A customer surnamed Li bought 5 kilograms of investment-grade gold bars for 1.65 million yuan ($264,444), or about 330 yuan a gram, in a gold shop in Guangzhou Thursday, considering the deal to be a bargain compared with the 351 yuan per-gram price 15 days ago, the Guangzhou-based Nandu Daily reported Sunday.
On Friday, another customer bought 2.5 kilograms of gold for 830,000 yuan in the city, and many gold shops there witnessed long lines of enthusiastic buyers, the newspaper said.
Some parents even collected their children's Spring Festival red-envelope money in order to buy gold, a shop assistant at Guangzhou Jingxin Silver Co told the newspaper. "The parents wanted us to divide up the receipt for one purchase, so that they could send out a receipt to every child."
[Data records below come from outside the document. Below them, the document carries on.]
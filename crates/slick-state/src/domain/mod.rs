pub mod address;
pub mod config;
pub mod entities;
pub mod errors;
pub mod validation;

pub use address::*;
pub use config::*;
pub use entities::*;
pub use errors::*;
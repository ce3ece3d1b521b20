//! # slick-state
//!
//! Account addressing, state transitions and queries for the Slick social
//! network: profiles, communities, memberships, posts, comments, likes,
//! follows, polls and votes.
//!
//! ## Role in System
//!
//! - **Single Source of Truth**: every record lives at an address derived
//!   from its kind and semantic key, never at an allocated location
//! - **Atomic Transitions**: each operation commits all of its writes or
//!   none of them
//! - **Read Surface**: point lookups by address plus scan-of-kind queries
//!   for the web client
//!
//! ## Concurrency
//!
//! There is no lock manager. Two creates for the same key derive the same
//! address and only one can commit; the other re-executes against fresh
//! state and fails `AlreadyExists`. Operations over disjoint addresses never
//! conflict.
//!
//! ```text
//! caller ──SocialRequest──→ [ipc::SocialRequestHandler]
//!                                     │
//!                                     ↓
//!                           [service::SocialService] ──events──→ EventPublisher
//!                            │        │         │
//!                   derive addresses  │      TipLedger (precommit)
//!                                     ↓
//!                              AccountStore (versioned, atomic batch)
//! ```

pub mod adapters;
pub mod domain;
pub mod events;
pub mod ipc;
pub mod ports;
pub mod service;

/// Requires feature: `test-utils`
#[cfg(any(test, feature = "test-utils"))]
pub mod test_utils;

pub use adapters::*;
pub use domain::*;
pub use events::*;
pub use ipc::*;
pub use ports::*;
pub use service::{InMemorySocialService, SocialDependencies, SocialService};
//! # Ports
//!
//! - `inbound` - the operation and query surface (driving side)
//! - `outbound` - store, clock, ledger, event and codec traits (driven side)

pub mod inbound;
pub mod outbound;

pub use inbound::*;
pub use outbound::*;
Spot gold with 99.99 percent purity closed down by 6.96 yuan a gram, or 2.13 percent, at 319.04 yuan a gram Thursday, the lowest since May 12, according to data from the Shanghai Gold Exchange.
The drop came after an overnight sell-off of gold in the US, following a US Federal Reserve suggestion of a possible halt to the quantitative easing program and market speculation that a hedge fund had been forced to liquidate positions across metals and oil markets, Reuters reported.
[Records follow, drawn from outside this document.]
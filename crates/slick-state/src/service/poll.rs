//! Poll transitions.

use super::community::require_member;
use super::tx::Transaction;
use crate::domain::validation::{check_required, increment, increment_tally};
use crate::domain::{
    poll_address, vote_address, AccountKind, Address, Community, Identity, Keyed, Poll,
    SocialConfig, SocialError, SocialResult, Timestamp, Vote,
};
use crate::events::SocialEvent;

pub(super) fn create_poll(
    tx: &mut Transaction<'_>,
    config: &SocialConfig,
    creator: Identity,
    community: Address,
    question_uri: &str,
    option_profiles: &[Identity],
    end_time: Timestamp,
) -> SocialResult<Keyed<Poll>> {
    let mut loaded = tx.require::<Community>(community)?;
    require_member(tx, community, creator)?;

    check_required("question_uri", question_uri, config.max_question_uri_len)?;

    let options = option_profiles.len();
    if options < config.min_poll_options {
        return Err(SocialError::TooFewPollOptions {
            min: config.min_poll_options,
            actual: options,
        });
    }
    if options > config.max_poll_options {
        return Err(SocialError::TooManyPollOptions {
            max: config.max_poll_options,
            actual: options,
        });
    }

    let now = tx.now();
    if end_time <= now {
        return Err(SocialError::PollEndTimeInPast { end_time, now });
    }

    let poll_id = loaded.account.poll_counter;
    let address = poll_address(&community, poll_id);
    tx.ensure_vacant(AccountKind::Poll, address)?;

    loaded.account.poll_counter = increment("poll_counter", poll_id)?;

    let poll = tx.create(
        address,
        Poll {
            community,
            poll_id,
            question_uri: question_uri.to_string(),
            option_profiles: option_profiles.to_vec(),
            votes_per_option: vec![0; options],
            created_by: creator,
            end_time,
            created_at: now,
        },
    )?;
    tx.update(loaded)?;

    tx.emit(SocialEvent::PollCreated {
        poll: address,
        community,
        poll_id,
        creator,
        end_time,
        timestamp: now,
    });
    Ok(poll)
}

pub(super) fn vote_poll(
    tx: &mut Transaction<'_>,
    voter: Identity,
    poll: Address,
    option_index: u8,
) -> SocialResult<Keyed<Vote>> {
    let mut loaded = tx.require::<Poll>(poll)?;

    let now = tx.now();
    if loaded.account.has_ended(now) {
        return Err(SocialError::PollEnded {
            end_time: loaded.account.end_time,
            now,
        });
    }

    let options = loaded.account.option_profiles.len();
    let slot = usize::from(option_index);
    if slot >= options || slot >= loaded.account.votes_per_option.len() {
        return Err(SocialError::InvalidPollOption {
            index: option_index,
            options,
        });
    }

    require_member(tx, loaded.account.community, voter)?;

    let address = vote_address(&poll, &voter);
    tx.ensure_vacant(AccountKind::Vote, address)?;

    let tally = &mut loaded.account.votes_per_option[slot];
    *tally = increment_tally(*tally)?;

    let vote = tx.create(
        address,
        Vote {
            poll,
            voter,
            option_index,
            voted_at: now,
        },
    )?;
    tx.update(loaded)?;

    tx.emit(SocialEvent::PollVoted {
        poll,
        voter,
        option_index,
        timestamp: now,
    });
    Ok(vote)
}
//! Community and membership transitions.

use super::tx::Transaction;
use crate::domain::validation::{check_len, check_required, decrement, increment};
use crate::domain::{
    community_address, membership_address, profile_address, AccountKind, Address, Community,
    Identity, Keyed, Membership, SocialConfig, SocialError, SocialResult,
};
use crate::events::SocialEvent;

pub(super) fn create_community(
    tx: &mut Transaction<'_>,
    config: &SocialConfig,
    creator: Identity,
    name: &str,
    description_uri: &str,
    community_id: u64,
) -> SocialResult<Keyed<Community>> {
    let address = community_address(community_id);
    tx.ensure_vacant(AccountKind::Community, address)?;

    if !tx.exists(AccountKind::Profile, profile_address(&creator))? {
        return Err(SocialError::NoProfile { owner: creator });
    }

    check_required("name", name, config.max_community_name_len)?;
    check_len("description_uri", description_uri, config.max_description_uri_len)?;

    let membership = membership_address(&address, &creator);
    tx.ensure_vacant(AccountKind::Membership, membership)?;

    let now = tx.now();
    let community = tx.create(
        address,
        Community {
            name: name.to_string(),
            description_uri: description_uri.to_string(),
            creator,
            community_id,
            member_count: 1,
            post_counter: 0,
            poll_counter: 0,
            created_at: now,
        },
    )?;
    tx.create(
        membership,
        Membership {
            community: address,
            user: creator,
            joined_at: now,
        },
    )?;

    tx.emit(SocialEvent::CommunityCreated {
        community: address,
        creator,
        name: name.to_string(),
        timestamp: now,
    });
    tx.emit(SocialEvent::CommunityJoined {
        community: address,
        user: creator,
        timestamp: now,
    });
    Ok(community)
}

pub(super) fn join_community(
    tx: &mut Transaction<'_>,
    user: Identity,
    community: Address,
) -> SocialResult<Keyed<Membership>> {
    let mut loaded = tx.require::<Community>(community)?;

    if !tx.exists(AccountKind::Profile, profile_address(&user))? {
        return Err(SocialError::NoProfile { owner: user });
    }

    let address = membership_address(&community, &user);
    tx.ensure_vacant(AccountKind::Membership, address)?;

    loaded.account.member_count = increment("member_count", loaded.account.member_count)?;

    let now = tx.now();
    let membership = tx.create(
        address,
        Membership {
            community,
            user,
            joined_at: now,
        },
    )?;
    tx.update(loaded)?;

    tx.emit(SocialEvent::CommunityJoined {
        community,
        user,
        timestamp: now,
    });
    Ok(membership)
}

pub(super) fn leave_community(
    tx: &mut Transaction<'_>,
    user: Identity,
    community: Address,
) -> SocialResult<()> {
    let mut loaded = tx.require::<Community>(community)?;
    let membership = tx.require::<Membership>(membership_address(&community, &user))?;

    if membership.account.user != user {
        return Err(SocialError::NotOwner {
            owner: membership.account.user,
            caller: user,
        });
    }

    // member_count mirrors live memberships, so hitting zero here means the
    // two have diverged.
    loaded.account.member_count = decrement("member_count", loaded.account.member_count)?;

    tx.remove(membership);
    tx.update(loaded)?;

    tx.emit(SocialEvent::CommunityLeft {
        community,
        user,
        timestamp: tx.now(),
    });
    Ok(())
}

/// Fail `NotMember` unless `user` holds a membership in `community`.
pub(super) fn require_member(
    tx: &mut Transaction<'_>,
    community: Address,
    user: Identity,
) -> SocialResult<()> {
    if tx.exists(AccountKind::Membership, membership_address(&community, &user))? {
        Ok(())
    } else {
        Err(SocialError::NotMember { community, user })
    }
}
use crate::events::SocialEvent;
use crate::ports::EventPublisher;
use parking_lot::Mutex;

/// Append-only event log.
#[derive(Debug, Default)]
pub struct InMemoryEventLog {
    events: Mutex<Vec<SocialEvent>>,
}

impl InMemoryEventLog {
    pub fn new() -> Self {
        Self::default()
    }

    /// Snapshot of every event published so far.
    pub fn events(&self) -> Vec<SocialEvent> {
        self.events.lock().clone()
    }

    /// Take every event published so far, leaving the log empty.
    pub fn drain(&self) -> Vec<SocialEvent> {
        std::mem::take(&mut *self.events.lock())
    }

    pub fn len(&self) -> usize {
        self.events.lock().len()
    }

    pub fn is_empty(&self) -> bool {
        self.len() == 0
    }
}

impl EventPublisher for InMemoryEventLog {
    fn publish(&self, events: Vec<SocialEvent>) {
        self.events.lock().extend(events);
    }
}

/// Publisher that discards everything.
#[derive(Clone, Copy, Debug, Default)]
pub struct NoopPublisher;

impl EventPublisher for NoopPublisher {
    fn publish(&self, _events: Vec<SocialEvent>) {}
}
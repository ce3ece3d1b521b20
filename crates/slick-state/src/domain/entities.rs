//! # Account Records
//!
//! One record type per account kind. Records never move: updates mutate
//! fields in place at the same derived address, deletes vacate the address.
//!
//! ## Type Decisions
//!
//! - Counters are `u64` and only change through checked arithmetic
//!   (see `domain::validation`); poll tallies are `u32` per option.
//! - Timestamps are unix seconds (`i64`), taken from the `TimeSource` port.
//! - Content is never stored: only URIs into the external blob store plus a
//!   32-byte integrity hash.

use super::address::{AccountKind, Address, Identity};
use serde::{Deserialize, Serialize};

/// Unix timestamp in seconds.
pub type Timestamp = i64;

/// 32-byte integrity hash of off-store content.
pub type ContentHash = [u8; 32];

/// User profile, keyed by owner identity.
#[derive(Clone, Debug, PartialEq, Eq, Serialize, Deserialize)]
pub struct Profile {
    pub owner: Identity,
    pub display_name: String,
    pub avatar_uri: String,
    pub follower_count: u64,
    pub following_count: u64,
    pub created_at: Timestamp,
}

/// Community, keyed by a caller-chosen id.
///
/// `post_counter` and `poll_counter` are sequence generators for child ids;
/// they only ever increase and are bumped in the same commit that creates
/// the child.
#[derive(Clone, Debug, PartialEq, Eq, Serialize, Deserialize)]
pub struct Community {
    pub name: String,
    pub description_uri: String,
    pub creator: Identity,
    pub community_id: u64,
    pub member_count: u64,
    pub post_counter: u64,
    pub poll_counter: u64,
    pub created_at: Timestamp,
}

/// Proof that `user` belongs to `community`. Existence is the predicate.
#[derive(Clone, Debug, PartialEq, Eq, Serialize, Deserialize)]
pub struct Membership {
    pub community: Address,
    pub user: Identity,
    pub joined_at: Timestamp,
}

/// Who wrote a post.
///
/// An anonymous post has no author but must carry a pseudonym; a signed post
/// has an author and no pseudonym. The enum makes "both" and "neither"
/// unrepresentable.
#[derive(Clone, Debug, PartialEq, Eq, Serialize, Deserialize)]
pub enum Authorship {
    Author(Identity),
    Anonymous { pseudonym: String },
}

impl Authorship {
    pub fn author(&self) -> Option<&Identity> {
        match self {
            Authorship::Author(identity) => Some(identity),
            Authorship::Anonymous { .. } => None,
        }
    }

    pub fn pseudonym(&self) -> Option<&str> {
        match self {
            Authorship::Author(_) => None,
            Authorship::Anonymous { pseudonym } => Some(pseudonym),
        }
    }

    pub fn is_anonymous(&self) -> bool {
        matches!(self, Authorship::Anonymous { .. })
    }
}

/// Post, keyed by (community, post_id).
#[derive(Clone, Debug, PartialEq, Eq, Serialize, Deserialize)]
pub struct Post {
    pub community: Address,
    pub post_id: u64,
    pub content_uri: String,
    pub content_hash: ContentHash,
    pub authorship: Authorship,
    pub likes_count: u64,
    pub comments_count: u64,
    pub total_tip_lamports: u64,
    pub created_at: Timestamp,
}

impl Post {
    pub fn author(&self) -> Option<&Identity> {
        self.authorship.author()
    }

    pub fn pseudonym(&self) -> Option<&str> {
        self.authorship.pseudonym()
    }
}

/// Comment, keyed by (post, comment_id).
#[derive(Clone, Debug, PartialEq, Eq, Serialize, Deserialize)]
pub struct Comment {
    pub post: Address,
    pub commenter: Identity,
    pub comment_id: u64,
    pub content_uri: String,
    pub content_hash: ContentHash,
    pub created_at: Timestamp,
}

/// Like, keyed by (post, liker).
#[derive(Clone, Debug, PartialEq, Eq, Serialize, Deserialize)]
pub struct Like {
    pub post: Address,
    pub liker: Identity,
    pub liked_at: Timestamp,
}

/// Follow edge between two profiles, keyed by the profile addresses.
#[derive(Clone, Debug, PartialEq, Eq, Serialize, Deserialize)]
pub struct Follow {
    pub follower: Address,
    pub followed: Address,
    pub followed_at: Timestamp,
}

/// Poll, keyed by (community, poll_id).
///
/// `votes_per_option` is parallel to `option_profiles`.
#[derive(Clone, Debug, PartialEq, Eq, Serialize, Deserialize)]
pub struct Poll {
    pub community: Address,
    pub poll_id: u64,
    pub question_uri: String,
    pub option_profiles: Vec<Identity>,
    pub votes_per_option: Vec<u32>,
    pub created_by: Identity,
    pub end_time: Timestamp,
    pub created_at: Timestamp,
}

impl Poll {
    pub fn total_votes(&self) -> u64 {
        self.votes_per_option.iter().map(|v| u64::from(*v)).sum()
    }

    pub fn has_ended(&self, now: Timestamp) -> bool {
        now >= self.end_time
    }
}

/// Vote, keyed by (poll, voter). Immutable once cast.
#[derive(Clone, Debug, PartialEq, Eq, Serialize, Deserialize)]
pub struct Vote {
    pub poll: Address,
    pub voter: Identity,
    pub option_index: u8,
    pub voted_at: Timestamp,
}

/// Tagged union of every record, the unit the store serializes.
#[derive(Clone, Debug, PartialEq, Eq, Serialize, Deserialize)]
pub enum Account {
    Profile(Profile),
    Community(Community),
    Membership(Membership),
    Post(Post),
    Comment(Comment),
    Like(Like),
    Follow(Follow),
    Poll(Poll),
    Vote(Vote),
}

impl Account {
    pub fn kind(&self) -> AccountKind {
        match self {
            Account::Profile(_) => AccountKind::Profile,
            Account::Community(_) => AccountKind::Community,
            Account::Membership(_) => AccountKind::Membership,
            Account::Post(_) => AccountKind::Post,
            Account::Comment(_) => AccountKind::Comment,
            Account::Like(_) => AccountKind::Like,
            Account::Follow(_) => AccountKind::Follow,
            Account::Poll(_) => AccountKind::Poll,
            Account::Vote(_) => AccountKind::Vote,
        }
    }
}

/// A record type that can live in the store.
pub trait AccountData: Clone + Send + Sync + Sized + 'static {
    const KIND: AccountKind;

    fn into_account(self) -> Account;

    /// `None` if `account` is a different kind.
    fn from_account(account: Account) -> Option<Self>;
}

macro_rules! impl_account_data {
    ($($ty:ident),* $(,)?) => {
        $(
            impl AccountData for $ty {
                const KIND: AccountKind = AccountKind::$ty;

                fn into_account(self) -> Account {
                    Account::$ty(self)
                }

                fn from_account(account: Account) -> Option<Self> {
                    match account {
                        Account::$ty(inner) => Some(inner),
                        _ => None,
                    }
                }
            }
        )*
    };
}

impl_account_data!(Profile, Community, Membership, Post, Comment, Like, Follow, Poll, Vote);

/// A record together with the address it was read from.
#[derive(Clone, Debug, PartialEq, Eq, Serialize, Deserialize)]
pub struct Keyed<T> {
    pub address: Address,
    pub account: T,
}

impl<T> Keyed<T> {
    pub fn new(address: Address, account: T) -> Self {
        Self { address, account }
    }
}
Dongbai department stores in Guangzhou sold 4.3 million and 4.82 million yuan worth of gold on Thursday and Friday respectively, and Guangdong Yuebao Gold Investment Co said its transaction volume during the two days was five times the usual volume, the newspaper reported.
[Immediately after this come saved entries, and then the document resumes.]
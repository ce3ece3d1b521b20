//! # Inbound Ports (Driving Ports)
//!
//! The operation surface offered to callers. Every mutating call names the
//! authenticated caller explicitly as its first identity argument.

use crate::domain::{
    Address, Comment, Community, ContentHash, Follow, Identity, Keyed, Like, Membership, Poll,
    Post, Profile, SocialResult, Timestamp, Vote,
};

/// State transitions. Each call is one atomic unit: it either commits all of
/// its writes or returns an error having written nothing.
pub trait SocialApi {
    // === Profiles ===

    fn create_profile(
        &self,
        owner: Identity,
        display_name: String,
        avatar_uri: String,
    ) -> SocialResult<Keyed<Profile>>;

    /// Absent fields are left unchanged.
    fn update_profile(
        &self,
        owner: Identity,
        display_name: Option<String>,
        avatar_uri: Option<String>,
    ) -> SocialResult<Keyed<Profile>>;

    fn follow_user(&self, follower: Identity, followed: Identity) -> SocialResult<Keyed<Follow>>;

    fn unfollow_user(&self, follower: Identity, followed: Identity) -> SocialResult<()>;

    // === Communities ===

    fn create_community(
        &self,
        creator: Identity,
        name: String,
        description_uri: String,
        community_id: u64,
    ) -> SocialResult<Keyed<Community>>;

    fn join_community(&self, user: Identity, community: Address) -> SocialResult<Keyed<Membership>>;

    fn leave_community(&self, user: Identity, community: Address) -> SocialResult<()>;

    // === Posts ===

    fn create_post(
        &self,
        author: Identity,
        community: Address,
        content_uri: String,
        content_hash: ContentHash,
        is_anonymous: bool,
        pseudonym: Option<String>,
    ) -> SocialResult<Keyed<Post>>;

    fn like_post(&self, liker: Identity, post: Address) -> SocialResult<Keyed<Like>>;

    fn unlike_post(&self, liker: Identity, post: Address) -> SocialResult<()>;

    fn tip_post(
        &self,
        tipper: Identity,
        post: Address,
        recipient: Identity,
        amount: u64,
    ) -> SocialResult<Keyed<Post>>;

    fn comment_on_post(
        &self,
        commenter: Identity,
        post: Address,
        content_uri: String,
        content_hash: ContentHash,
    ) -> SocialResult<Keyed<Comment>>;

    // === Polls ===

    fn create_poll(
        &self,
        creator: Identity,
        community: Address,
        question_uri: String,
        option_profiles: Vec<Identity>,
        end_time: Timestamp,
    ) -> SocialResult<Keyed<Poll>>;

    fn vote_poll(&self, voter: Identity, poll: Address, option_index: u8) -> SocialResult<Keyed<Vote>>;
}

/// Read access: point lookups by address and scan-of-kind with a predicate.
///
/// Scans cost O(accounts of that kind); callers that query repeatedly
/// should cache.
pub trait SocialQueryApi {
    // === Point lookups (NotFound when absent) ===

    fn get_profile(&self, owner: &Identity) -> SocialResult<Keyed<Profile>>;

    fn get_community(&self, community: &Address) -> SocialResult<Keyed<Community>>;

    fn get_community_by_id(&self, community_id: u64) -> SocialResult<Keyed<Community>>;

    fn get_post(&self, post: &Address) -> SocialResult<Keyed<Post>>;

    fn get_comment(&self, comment: &Address) -> SocialResult<Keyed<Comment>>;

    fn get_poll(&self, poll: &Address) -> SocialResult<Keyed<Poll>>;

    fn get_membership(&self, community: &Address, user: &Identity) -> SocialResult<Keyed<Membership>>;

    fn get_vote(&self, poll: &Address, voter: &Identity) -> SocialResult<Keyed<Vote>>;

    fn get_like(&self, post: &Address, liker: &Identity) -> SocialResult<Keyed<Like>>;

    /// The edge between two users' profiles.
    fn get_follow(&self, follower: &Identity, followed: &Identity) -> SocialResult<Keyed<Follow>>;

    // === Existence predicates ===

    fn is_member(&self, community: &Address, user: &Identity) -> SocialResult<bool>;

    fn has_liked(&self, post: &Address, user: &Identity) -> SocialResult<bool>;

    fn is_following(&self, follower: &Identity, followed: &Identity) -> SocialResult<bool>;

    fn has_voted(&self, poll: &Address, voter: &Identity) -> SocialResult<bool>;

    // === Scans ===

    fn all_communities(&self) -> SocialResult<Vec<Keyed<Community>>>;

    fn all_posts(&self) -> SocialResult<Vec<Keyed<Post>>>;

    fn all_polls(&self) -> SocialResult<Vec<Keyed<Poll>>>;

    /// Ordered by post id.
    fn community_posts(&self, community: &Address) -> SocialResult<Vec<Keyed<Post>>>;

    /// Ordered by poll id.
    fn community_polls(&self, community: &Address) -> SocialResult<Vec<Keyed<Poll>>>;

    /// Ordered by comment id.
    fn post_comments(&self, post: &Address) -> SocialResult<Vec<Keyed<Comment>>>;

    /// Follow edges pointing at `user`'s profile.
    fn followers(&self, user: &Identity) -> SocialResult<Vec<Keyed<Follow>>>;

    /// Follow edges leaving `user`'s profile.
    fn following(&self, user: &Identity) -> SocialResult<Vec<Keyed<Follow>>>;

    fn user_memberships(&self, user: &Identity) -> SocialResult<Vec<Keyed<Membership>>>;

    fn community_members(&self, community: &Address) -> SocialResult<Vec<Keyed<Membership>>>;
}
Chinese people have a tradition of buying gold for children and senior relatives as gifts, but as an investment that holds its value, currently "buying gold is not as good as buying stocks," Deng Wenyi, a product manager in the wealth management department of Chengdu-based Huaxi Securities, told the Global Times Sunday.
"People should stop buying gold now, because the metal's technical chart is very negative. Also, the momentum behind the gold surge since 2008 was quantitative easing, and now there is a very strong expectation that the easing will come to an end," Deng said.
Meanwhile, the Chinese mainland stock market is deemed to have a much brighter prospect after the leadership change, given an anticipated economic recovery, and it has already risen over 20 percent in the past two months, she told the Global Times.
The China Securities Regulatory Commission issued a new regulation allowing exchange-trade funds of gold in January, which expands the channels for investors to buy the metal, the China Securities Journal reported Friday citing the regulator.